● Work instruction
In the entries below, find every line holding the string "TimerOutput" and collect it.

-- Records shown follows --

use crux_core::capability::{Capability, CapabilityContext, Operation};
use serde::{Deserialize, Serialize};

pub struct Timer<Ev> {
    context: CapabilityContext<TimerOperation, Ev>,
}

impl<Ev> Capability<Ev> for Timer<Ev> {
    type Operation = TimerOperation;
    type MappedSelf<MappedEv> = Timer<MappedEv>;

    fn map_event<F, NewEv>(&self, f: F) -> Self::MappedSelf<NewEv>
    where
        F: Fn(NewEv) -> Ev + Send + Sync + 'static,
        Ev: 'static,
        NewEv: 'static + Send,
    {
        Timer::new(self.context.map_event(f))
    }
}

impl<Ev> Timer<Ev> {
    pub fn new(context: CapabilityContext<TimerOperation, Ev>) -> Self {
        Self { context }
    }
}

impl<Ev> Timer<Ev>
where
    Ev: Send + 'static,
{
    /// Deliver `event` after `millis` milliseconds have passed on the shell's
    /// clock.
    pub fn delay(&self, millis: u64, event: Ev) {
        let context = self.context.clone();
        self.context.spawn(async move {
            context
                .request_from_shell(TimerOperation::Delay { millis })
                .await;
            context.update_app(event);
        });
    }
}

#[derive(Debug, Clone, Serialize, Deserialize, PartialEq, Eq)]
pub enum TimerOperation {
    Delay { millis: u64 },
}

impl Operation for TimerOperation {
    type Output = TimerOutput;
}

#[derive(Debug, Clone, Serialize, Deserialize, PartialEq, Eq)]
pub enum TimerOutput {
    Elapsed,
}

-- Records shown concluded --

● Output of the task
    type Output = TimerOutput;
pub enum TimerOutput {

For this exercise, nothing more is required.